Metabolism of Opicapone, a Novel COMT Inhibitor: Characterization of In Vitro Glucuronidation

Abstract

Opicapone, is a novel catechol‐O‐methyltransferase inhibitor, currently in phase III of clinical trials. In this study the glucuronide derivatives of opicapone, as well as the other detected opicapone metabolites, were quantified in mouse plasma and the enzymes involved in opicapone glucuronidation in humans were investigated. Following orally administration to mouse, opicapone reached plasma Cmax within 1 h and was completely eliminated from circulation by 48 h. Although opicapone sulphate and nitro reduced derivatives were detected, the primary metabolic pathway of opicapone in mouse model involved 3‐O‐glucuronidation. Opicapone glucuronidation was observed in liver and intestinal human microsomes with a Km of 27.9±6.47 µM and 41.9±26.9 µM, respectively. Among the 12 commercially available human recombinant UGT enzymes, only UGT 1A7, 1A8, 1A9 and 1A10 exhibited high opicapone glucuronidation specific activity.
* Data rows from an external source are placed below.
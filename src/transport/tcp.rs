use super::Budget;
use crate::{conf::TcpDeadlines, GspErr};
use std::{
    io::{ErrorKind, Read, Write},
    net::{SocketAddr, TcpStream},
};
use tracing::trace;

/// A TCP connection owned by one query. Closed on drop.
pub struct TcpTransport {
    socket: TcpStream,
    read: Budget,
    write: Budget,
}

impl TcpTransport {
    pub fn connect(addr: &SocketAddr, deadlines: &TcpDeadlines) -> Result<Self, GspErr> {
        let socket = match TcpStream::connect_timeout(addr, deadlines.connect) {
            Ok(socket) => socket,
            Err(err) if matches!(err.kind(), ErrorKind::TimedOut | ErrorKind::WouldBlock) => {
                return Err(GspErr::TimeoutErr {
                    phase: "tcp connect",
                    budget: deadlines.connect,
                });
            }
            Err(err) => {
                return Err(GspErr::ConnectErr {
                    phase: "tcp connect",
                    addr: *addr,
                    source: err,
                });
            }
        };

        socket.set_nodelay(true).map_err(|err| GspErr::IoErr {
            phase: "tcp connect",
            source: err,
        })?;
        trace!(%addr, "tcp connected");

        Ok(Self {
            socket,
            read: Budget::create("tcp read", deadlines.read),
            write: Budget::create("tcp write", deadlines.write),
        })
    }

    /// Write all of `bufs` within the write budget.
    pub fn write(&mut self, bufs: &[u8]) -> Result<(), GspErr> {
        let socket = &mut self.socket;

        self.write.run(|slice| {
            socket.set_write_timeout(Some(slice))?;
            socket.write_all(bufs)?;
            socket.flush()
        })?;
        trace!(len = bufs.len(), "tcp write");

        Ok(())
    }

    /// Read whatever arrives next, at most `max_len` bytes.
    ///
    /// A closed connection is [GspErr::IoErr] with `UnexpectedEof`.
    pub fn read(&mut self, max_len: usize) -> Result<Vec<u8>, GspErr> {
        let socket = &mut self.socket;
        let mut bufs = vec![0u8; max_len];

        let size = self.read.run(|slice| {
            socket.set_read_timeout(Some(slice))?;

            loop {
                match socket.read(&mut bufs) {
                    Err(err) if err.kind() == ErrorKind::Interrupted => continue,
                    result => break result,
                }
            }
        })?;

        if size == 0 && max_len > 0 {
            return Err(GspErr::IoErr {
                phase: "tcp read",
                source: ErrorKind::UnexpectedEof.into(),
            });
        }

        bufs.truncate(size);
        trace!(len = size, "tcp read");

        Ok(bufs)
    }

    /// Like [TcpTransport::read], but a closed connection yields `None`.
    pub fn read_or_eof(&mut self, max_len: usize) -> Result<Option<Vec<u8>>, GspErr> {
        match self.read(max_len) {
            Ok(bufs) => Ok(Some(bufs)),
            Err(GspErr::IoErr { source, .. }) if source.kind() == ErrorKind::UnexpectedEof => {
                Ok(None)
            }
            Err(err) => Err(err),
        }
    }
}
UGTs 1A1, 1A3 and 2B7 exhibited low glucuronidation rate, whereas no glucuronidation was observed with 1A4, 2B15, 2B17 and 2B4. UGT 1A9 had the highest formation rate of 3‐O‐glucuronide‐opicapone, with a Km similar to that obtained for UGT 1A1 and UGT 2B7 but with significantly higher intrinsic clearance. Nevertheless multiple UGT enzymes, most notable UGT 1A9 widely expressed in human liver, seems to be involved in the opicapone glucuronidation.